# Notificaciones de plasma raras.

## brutico

Veréis hace unos días quitaron QT 5.10 y me toco pasar a la versión 5.9 haciendo globalmenu de gtk no me funcione ya que solo va >=QT5.10 o versiones posteriores...

Bueno, quise probar QT 5.11, desinstale todo QT he instale  la version rc, pero a reiniciar no entraba en el escritorio. Recompile todo lo que dependa QT y ahi muchos ebuild no compilaba.

Total volví Qt 5.9 y recompile todo lo que dependa de qt. 

Entonces las notificaciones se ven así.

https://i.imgur.com/dZsvC9v.png

https://i.imgur.com/hd3m00A.png

----------

## pelelademadera

 *brutico wrote:*   

> Veréis hace unos días quitaron QT 5.10 y me toco pasar a la versión 5.9 haciendo globalmenu de gtk no me funcione ya que solo va >=QT5.10 o versiones posteriores...
> 
> Bueno, quise probar QT 5.11, desinstale todo QT he instale  la version rc, pero a reiniciar no entraba en el escritorio.
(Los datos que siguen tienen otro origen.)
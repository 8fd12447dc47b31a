//! FFI descriptor exported by extension libraries.
//!
//! Every dynamic extension (.so/.dylib/.dll) exports one symbol, named by
//! [`DESCRIPTOR_SYMBOL`], pointing at an [`ExtensionDescriptor`]. The host
//! checks the ABI version, then calls the descriptor's registration
//! function with an [`ExtensionRegistrar`] the extension fills in.
//!
//! Trait objects cross the library boundary here, so host and extension
//! must be built with the same Rust toolchain; the ABI version guards
//! against drift in this crate's own types, not against compiler changes.
//! The [`declare_extension!`](crate::declare_extension) macro emits all of
//! this boilerplate.

use crate::types::Extension;

/// Current extension ABI version.
///
/// Bumped whenever the descriptor layout, the [`Extension`] trait, or the
/// command types change incompatibly. Artifacts declaring a different
/// version are refused.
pub const CASEFLOW_EXT_ABI_VERSION: u32 = 1;

/// Symbol name under which extension libraries export their descriptor.
pub const DESCRIPTOR_SYMBOL: &[u8] = b"caseflow_extension_descriptor";

/// Registration function exported through the descriptor.
pub type RegisterFn = unsafe extern "C" fn(registrar: *mut ExtensionRegistrar);

/// Descriptor exported by every extension library.
#[repr(C)]
pub struct ExtensionDescriptor {
    /// Must equal [`CASEFLOW_EXT_ABI_VERSION`].
    pub abi_version: u32,

    /// Semver requirement on the host version (e.g. `"^0.4"`, `"*"`).
    pub host_requirement: *const u8,
    pub host_requirement_len: usize,

    /// Called by the host to collect the extension instances.
    pub register: RegisterFn,
}

// The raw pointers reference 'static string data baked into the artifact.
unsafe impl Sync for ExtensionDescriptor {}

impl ExtensionDescriptor {
    /// The host version requirement as a string slice.
    ///
    /// Returns `None` when the field is null, empty, or not UTF-8.
    pub fn host_requirement(&self) -> Option<&str> {
        if self.host_requirement.is_null() || self.host_requirement_len == 0 {
            return None;
        }
        // SAFETY: the descriptor is produced by declare_extension!, which
        // points these fields at a NUL-terminated string literal.
        let bytes =
            unsafe { std::slice::from_raw_parts(self.host_requirement, self.host_requirement_len) };
        std::str::from_utf8(bytes).ok()
    }
}

/// Collects the extension instances a library registers.
///
/// The host constructs one registrar per load and passes it to the
/// descriptor's registration function. Registering more than one instance
/// is allowed; the host keeps the first and warns about the rest.
#[derive(Default)]
pub struct ExtensionRegistrar {
    extensions: Vec<Box<dyn Extension>>,
}

impl ExtensionRegistrar {
    /// Create an empty registrar.
    pub fn new() -> Self {
        Self::default()
    }

    /// Register an extension instance.
    pub fn register(&mut self, extension: Box<dyn Extension>) {
        self.extensions.push(extension);
    }

    /// Number of registered instances.
    pub fn len(&self) -> usize {
        self.extensions.len()
    }

    /// Whether nothing was registered.
    pub fn is_empty(&self) -> bool {
        self.extensions.is_empty()
    }

    /// Consume the registrar, yielding the instances in registration order.
    pub fn into_extensions(self) -> Vec<Box<dyn Extension>> {
        self.extensions
    }
}

#[cfg(test)]
mod tests {
    use super::*;
    use crate::command::CommandNode;

    struct Probe;

    impl Extension for Probe {
        fn name(&self) -> &str {
            "probe"
        }

        fn version(&self) -> &str {
            "1.0.0"
        }

        fn command(&self) -> CommandNode {
            CommandNode::leaf("probe", |_| Ok(()))
        }
    }

    unsafe extern "C" fn register_probe(registrar: *mut ExtensionRegistrar) {
        let registrar = unsafe { &mut *registrar };
        registrar.register(Box::new(Probe));
    }

    #[test]
    fn test_registrar_collects_in_order() {
        let mut registrar = ExtensionRegistrar::new();
        assert!(registrar.is_empty());

        registrar.register(Box::new(Probe));
        registrar.register(Box::new(Probe));
        assert_eq!(registrar.len(), 2);

        let extensions = registrar.into_extensions();
        assert_eq!(extensions.len(), 2);
        assert_eq!(extensions[0].name(), "probe");
    }

    #[test]
    fn test_descriptor_host_requirement() {
        let descriptor = ExtensionDescriptor {
            abi_version: CASEFLOW_EXT_ABI_VERSION,
            host_requirement: "^0.4\0".as_ptr(),
            host_requirement_len: 4,
            register: register_probe,
        };

        assert_eq!(descriptor.host_requirement(), Some("^0.4"));
        assert_eq!(descriptor.abi_version, 1);
    }

    #[test]
    fn test_descriptor_null_requirement() {
        let descriptor = ExtensionDescriptor {
            abi_version: CASEFLOW_EXT_ABI_VERSION,
            host_requirement: std::ptr::null(),
            host_requirement_len: 0,
            register: register_probe,
        };

        assert_eq!(descriptor.host_requirement(), None);
    }

    #[test]
    fn test_register_through_descriptor() {
        let descriptor = ExtensionDescriptor {
            abi_version: CASEFLOW_EXT_ABI_VERSION,
            host_requirement: std::ptr::null(),
            host_requirement_len: 0,
            register: register_probe,
        };

        let mut registrar = ExtensionRegistrar::new();
        unsafe { (descriptor.register)(&mut registrar) };
        assert_eq!(registrar.len(), 1);
    }
}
Recompile todo lo que dependa QT y ahi muchos ebuild no compilaba.
> 
> Total volví Qt 5.9 y recompile todo lo que dependa de qt. 
> ...

 

deshabilita las notificaciones de chrome...

viste cuando visitas un sitio que te pregunta si deseas que el sitio envie notificaciones.... mi sano consejo es que siempre pongas que no, o deny, sino te llena de esas pavadas

----------

## brutico

Si eso intento... lo que pasa que se ven con esquinas redondas y de tamaño muy grande... serian rectángulos pequeños con negro de fondo.

En las dos capturas se ve con las esquinas redondeadas y un color que no es negro, y medio transparente.

----------

## brutico

He descubierto que es plasma-nn el causante. He puesto connman y las notificaciones se ven correctas.

----------